Aim of the exercise: Begin at the first line below and copy each line exactly, ending with the line where "distinct cases are" appears.

[Stored data entries]
════════════════════

//! Sibling name and alias collisions.
//!
//! Within one parent scope, every literal's canonical name and every
//! alias must be unique across all sibling names and aliases. Three
//! distinct cases are reported: name against name, alias against alias,
//! and name against alias. The later-declared node carries the primary
//! diagnostic; for alias/alias and name/alias collisions the earlier node
//! receives a companion diagnostic, at most once per colliding text.

use std::collections::HashSet;

use herald_foundation::{Diagnostic, DiagnosticKind, Reporter};
use herald_grammar::{CommandId, CommandTree, Environment};

/// Checks sibling scopes of every namespace for colliding names and
/// aliases.
pub fn check(env: &Environment, reporter: &mut dyn Reporter) {
    for ns in env.namespaces() {
        let tree = ns.tree();
        check_scope(tree, &tree.roots().collect::<Vec<_>>(), reporter);
        for id in tree.preorder() {
            let children: Vec<CommandId> = tree.node(id).children().values().copied().collect();
            if !children.is_empty() {
                check_scope(tree, &children, reporter);
            }
        }
    }
}

fn check_scope(tree: &CommandTree, siblings: &[CommandId], reporter: &mut dyn Reporter) {
    // Owner of each name/alias seen so far, in declaration order.
    let mut seen_names: Vec<(String, CommandId)> = Vec::new();
    let mut seen_aliases: Vec<(String, CommandId)> = Vec::new();
    // Earlier-site companions already emitted, keyed by owner and text.
    let mut companions: HashSet<(CommandId, String)> = HashSet::new();

    for &id in siblings {
        let node = tree.node(id);
        let name = node.identity().name.clone();

        // Name against an earlier name. Sibling identities are unique, so
        // a hit always crosses the literal/argument kinds; this case is
        // attributed to the later node only.
        if first_owner(&seen_names, &name).is_some() {
            reporter.report(Diagnostic::new(
                DiagnosticKind::NameCollision,
                node.site().clone(),
                format!("name '{name}' is already used by a sibling command"),
            ));
        }

        // Name against an earlier alias.
        if let Some(owner) = first_owner(&seen_aliases, &name) {
            reporter.report(Diagnostic::new(
                DiagnosticKind::NameAliasCollision,
                node.site().clone(),
                format!(
                    "name '{name}' collides with an alias of sibling '{}'",
                    tree.node(owner).identity(),
                ),
            ));
            emit_companion(
                tree,
                owner,
                &name,
                DiagnosticKind::NameAliasCollision,
                format!("alias '{name}' declared here"),
                &mut companions,
                reporter,
            );
        }

        for alias in node.aliases().iter() {
            if *alias == name {
                // Degenerate self-collision; both sites coincide, so the
                // companion is suppressed.
                reporter.report(Diagnostic::new(
                    DiagnosticKind::NameAliasCollision,
                    node.site().clone(),
                    format!("alias '{alias}' duplicates its own command name"),
                ));
                continue;
            }

            // Alias against an earlier name.
            if let Some(owner) = first_owner(&seen_names, alias) {
                reporter.report(Diagnostic::new(
                    DiagnosticKind::NameAliasCollision,
                    node.site().clone(),
                    format!(
                        "alias '{alias}' collides with the name of sibling '{}'",
                        tree.node(owner).identity(),
                    ),
                ));
                emit_companion(
                    tree,
                    owner,
                    alias,
                    DiagnosticKind::NameAliasCollision,
                    format!("name '{alias}' declared here"),
                    &mut companions,
                    reporter,
                );
            }

            // Alias against an earlier alias.
            if let Some(owner) = first_owner(&seen_aliases, alias) {
                reporter.report(Diagnostic::new(
                    DiagnosticKind::AliasCollision,
                    node.site().clone(),
                    format!(
                        "alias '{alias}' is already used as an alias of sibling '{}'",
                        tree.node(owner).identity(),
                    ),
                ));
                emit_companion(
                    tree,
                    owner,
                    alias,
                    DiagnosticKind::AliasCollision,
                    format!("alias '{alias}' also declared here"),
                    &mut companions,
                    reporter,
                );
            }

            seen_aliases.push((alias.clone(), id));
        }

        seen_names.push((name, id));
    }
}

/// Returns the first recorded owner of `text`, if any.
fn first_owner(seen: &[(String, CommandId)], text: &str) -> Option<CommandId> {
    seen.iter()
        .find(|(recorded, _)| recorded == text)
        .map(|(_, owner)| *owner)
}

fn emit_companion(
    tree: &CommandTree,
    owner: CommandId,
    text: &str,
    kind: DiagnosticKind,
    message: String,
    companions: &mut HashSet<(CommandId, String)>,
    reporter: &mut dyn Reporter,
) {
    if !companions.insert((owner, text.to_string())) {
        return;
    }
    reporter.report(Diagnostic::new(kind, tree.node(owner).site().clone(), message));
}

════════════════════

Task result:
//! Sibling name and alias collisions.
//!
//! Within one parent scope, every literal's canonical name and every
//! alias must be unique across all sibling names and aliases. Three
//! distinct cases are reported: name against name, alias against alias,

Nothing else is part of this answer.